I agree, Valeria. Not the technology. I wonder if investors are running because the tech sector – unlike the banking, insurance, and assembly line automotive industry – was not deemed “too big to fail” at the turn of the century and, despite being the driving force behind the global economy, would not get a bailout.
It’s the short-sighted pursuit of symptoms, leaving the root causes of all these problems to fester. Eventually, these problems get Gangrenous and have to be amputated.
I mean, really. All this talk about creating jobs. Why? If we’re shorting the education system, which is already turning out graduates who can’t read or write, what makes anyone think we’re going to get decent, meaningful jobs out of that?
If someone in China could do the job for less money or a computer could do it faster, it’s NOT a job we need. Yet I suspect our representatives will engage in more counter-productive protectionism to get just that.
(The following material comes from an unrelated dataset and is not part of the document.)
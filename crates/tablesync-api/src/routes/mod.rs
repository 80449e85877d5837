//! Route modules.

pub mod health;
pub mod ws;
In the end, this focus on symptoms instead of causes leads to a choice between owning a McDonald’s or working there.
We need to be looking to the future, determining what it should look like for people, places, and planet, and then work our way backward to where we are, determining the milestones along the way.
And nobody is going to do it for us.
I was waiting to respond to this thoughtful comment of yours because, if we’re voted in and accepted, we plan to have a meaty discussion of the topic of disruptive technology at SxSW interactive next year. It’s been long a dream of mine to bring together the two worlds of business and technology, and for the sake of the viability of commerce, we need to.